* _Assigned task_
The lines to return are those below that contain the word "within".

___ Extracted records

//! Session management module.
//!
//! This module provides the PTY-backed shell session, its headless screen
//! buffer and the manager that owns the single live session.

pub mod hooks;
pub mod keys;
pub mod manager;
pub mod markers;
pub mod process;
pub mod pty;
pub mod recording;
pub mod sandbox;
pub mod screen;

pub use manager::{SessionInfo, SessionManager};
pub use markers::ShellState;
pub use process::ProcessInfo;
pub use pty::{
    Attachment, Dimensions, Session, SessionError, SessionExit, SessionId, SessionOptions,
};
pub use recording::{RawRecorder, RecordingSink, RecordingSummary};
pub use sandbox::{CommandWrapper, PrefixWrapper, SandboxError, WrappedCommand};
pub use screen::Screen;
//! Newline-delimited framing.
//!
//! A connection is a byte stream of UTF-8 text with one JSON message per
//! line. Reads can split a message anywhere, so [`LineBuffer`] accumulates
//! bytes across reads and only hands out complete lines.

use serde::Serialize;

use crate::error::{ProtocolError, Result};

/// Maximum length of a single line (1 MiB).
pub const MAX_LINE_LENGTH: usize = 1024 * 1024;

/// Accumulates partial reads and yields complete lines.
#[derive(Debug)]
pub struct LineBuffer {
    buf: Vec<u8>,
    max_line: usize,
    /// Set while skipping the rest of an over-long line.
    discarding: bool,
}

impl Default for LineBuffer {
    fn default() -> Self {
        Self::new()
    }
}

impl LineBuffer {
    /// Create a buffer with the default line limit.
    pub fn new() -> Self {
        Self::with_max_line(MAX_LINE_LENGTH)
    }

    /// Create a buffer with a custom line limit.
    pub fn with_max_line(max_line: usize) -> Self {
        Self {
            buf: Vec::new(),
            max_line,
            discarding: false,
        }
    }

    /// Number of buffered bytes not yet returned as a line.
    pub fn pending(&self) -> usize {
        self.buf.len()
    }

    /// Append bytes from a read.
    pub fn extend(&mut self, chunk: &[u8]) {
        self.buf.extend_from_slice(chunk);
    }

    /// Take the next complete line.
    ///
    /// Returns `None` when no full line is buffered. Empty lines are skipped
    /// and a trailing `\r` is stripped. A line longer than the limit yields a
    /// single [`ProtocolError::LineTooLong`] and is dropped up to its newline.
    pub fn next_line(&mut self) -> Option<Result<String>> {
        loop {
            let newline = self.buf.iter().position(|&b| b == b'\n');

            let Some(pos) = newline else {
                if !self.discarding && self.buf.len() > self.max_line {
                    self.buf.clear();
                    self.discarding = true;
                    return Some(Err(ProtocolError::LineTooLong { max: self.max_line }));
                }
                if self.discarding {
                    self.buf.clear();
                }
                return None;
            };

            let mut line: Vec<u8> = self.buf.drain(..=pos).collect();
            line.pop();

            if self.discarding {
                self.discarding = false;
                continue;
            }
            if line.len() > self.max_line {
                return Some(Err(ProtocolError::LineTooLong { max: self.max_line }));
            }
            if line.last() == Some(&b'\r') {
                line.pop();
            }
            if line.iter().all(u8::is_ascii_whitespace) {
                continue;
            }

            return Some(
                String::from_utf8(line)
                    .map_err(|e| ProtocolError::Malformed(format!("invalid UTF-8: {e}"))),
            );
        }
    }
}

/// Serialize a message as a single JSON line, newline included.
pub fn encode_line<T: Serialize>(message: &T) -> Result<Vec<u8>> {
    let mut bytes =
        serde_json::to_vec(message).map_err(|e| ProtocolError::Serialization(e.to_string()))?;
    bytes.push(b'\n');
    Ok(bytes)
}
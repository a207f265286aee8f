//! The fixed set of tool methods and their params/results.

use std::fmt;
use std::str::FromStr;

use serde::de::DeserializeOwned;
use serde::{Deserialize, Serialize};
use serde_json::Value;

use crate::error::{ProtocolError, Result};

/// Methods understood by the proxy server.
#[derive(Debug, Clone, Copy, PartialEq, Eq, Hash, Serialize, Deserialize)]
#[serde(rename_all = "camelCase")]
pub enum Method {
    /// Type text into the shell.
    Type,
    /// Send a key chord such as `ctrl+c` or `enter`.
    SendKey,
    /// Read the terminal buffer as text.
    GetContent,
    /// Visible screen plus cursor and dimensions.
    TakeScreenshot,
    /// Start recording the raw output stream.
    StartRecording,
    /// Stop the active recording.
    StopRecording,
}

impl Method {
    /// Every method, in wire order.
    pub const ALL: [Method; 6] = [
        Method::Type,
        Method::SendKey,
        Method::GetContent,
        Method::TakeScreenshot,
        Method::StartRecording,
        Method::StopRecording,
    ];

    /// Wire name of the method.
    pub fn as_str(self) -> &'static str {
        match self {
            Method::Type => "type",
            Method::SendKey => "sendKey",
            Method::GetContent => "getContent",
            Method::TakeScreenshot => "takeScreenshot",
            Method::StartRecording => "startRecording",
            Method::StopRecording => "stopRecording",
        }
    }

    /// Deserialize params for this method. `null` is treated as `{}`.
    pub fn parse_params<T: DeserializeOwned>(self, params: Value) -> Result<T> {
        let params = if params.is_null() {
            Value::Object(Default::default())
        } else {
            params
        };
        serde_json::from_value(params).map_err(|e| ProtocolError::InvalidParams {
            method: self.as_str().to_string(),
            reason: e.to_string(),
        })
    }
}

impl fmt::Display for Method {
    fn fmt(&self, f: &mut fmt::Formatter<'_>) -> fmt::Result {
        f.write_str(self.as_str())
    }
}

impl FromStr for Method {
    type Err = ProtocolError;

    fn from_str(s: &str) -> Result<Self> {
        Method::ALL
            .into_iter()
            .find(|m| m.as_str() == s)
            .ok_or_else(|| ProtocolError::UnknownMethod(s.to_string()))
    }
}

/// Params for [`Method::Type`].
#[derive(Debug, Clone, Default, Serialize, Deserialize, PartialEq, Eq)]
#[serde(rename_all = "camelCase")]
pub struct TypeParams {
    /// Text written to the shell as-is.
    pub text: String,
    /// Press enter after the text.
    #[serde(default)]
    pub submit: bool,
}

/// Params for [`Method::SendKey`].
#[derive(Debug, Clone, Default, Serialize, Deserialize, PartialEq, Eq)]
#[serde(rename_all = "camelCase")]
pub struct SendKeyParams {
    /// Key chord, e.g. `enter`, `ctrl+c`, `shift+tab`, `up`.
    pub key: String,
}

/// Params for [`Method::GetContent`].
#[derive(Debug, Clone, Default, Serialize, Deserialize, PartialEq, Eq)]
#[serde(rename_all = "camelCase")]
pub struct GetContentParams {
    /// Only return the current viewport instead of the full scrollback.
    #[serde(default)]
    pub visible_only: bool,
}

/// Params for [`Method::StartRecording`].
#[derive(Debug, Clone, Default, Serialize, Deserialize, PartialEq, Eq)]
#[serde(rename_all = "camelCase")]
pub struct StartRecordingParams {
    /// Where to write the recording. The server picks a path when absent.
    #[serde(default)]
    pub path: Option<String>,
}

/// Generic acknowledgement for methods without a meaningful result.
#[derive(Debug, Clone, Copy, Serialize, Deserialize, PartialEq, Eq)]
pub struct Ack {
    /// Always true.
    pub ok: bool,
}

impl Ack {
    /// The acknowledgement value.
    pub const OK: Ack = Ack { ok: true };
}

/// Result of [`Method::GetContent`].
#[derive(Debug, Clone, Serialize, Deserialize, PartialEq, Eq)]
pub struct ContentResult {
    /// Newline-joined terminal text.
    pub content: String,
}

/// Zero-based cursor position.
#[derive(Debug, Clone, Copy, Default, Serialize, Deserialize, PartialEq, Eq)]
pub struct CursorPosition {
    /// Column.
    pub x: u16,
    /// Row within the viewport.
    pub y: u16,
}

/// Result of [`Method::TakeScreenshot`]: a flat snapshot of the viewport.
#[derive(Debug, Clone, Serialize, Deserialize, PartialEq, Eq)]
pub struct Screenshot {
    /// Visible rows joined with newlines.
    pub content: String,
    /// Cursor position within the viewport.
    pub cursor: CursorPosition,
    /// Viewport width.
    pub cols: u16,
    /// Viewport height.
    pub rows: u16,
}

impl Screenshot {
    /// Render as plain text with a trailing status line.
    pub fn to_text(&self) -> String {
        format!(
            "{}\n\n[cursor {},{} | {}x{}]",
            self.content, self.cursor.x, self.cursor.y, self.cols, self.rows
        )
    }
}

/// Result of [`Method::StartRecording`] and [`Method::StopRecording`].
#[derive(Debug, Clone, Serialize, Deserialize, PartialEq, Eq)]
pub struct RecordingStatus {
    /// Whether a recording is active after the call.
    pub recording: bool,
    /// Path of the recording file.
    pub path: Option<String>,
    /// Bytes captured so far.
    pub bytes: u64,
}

______

* _Output for this exercise_
    /// Row within the viewport.
    /// Cursor position within the viewport.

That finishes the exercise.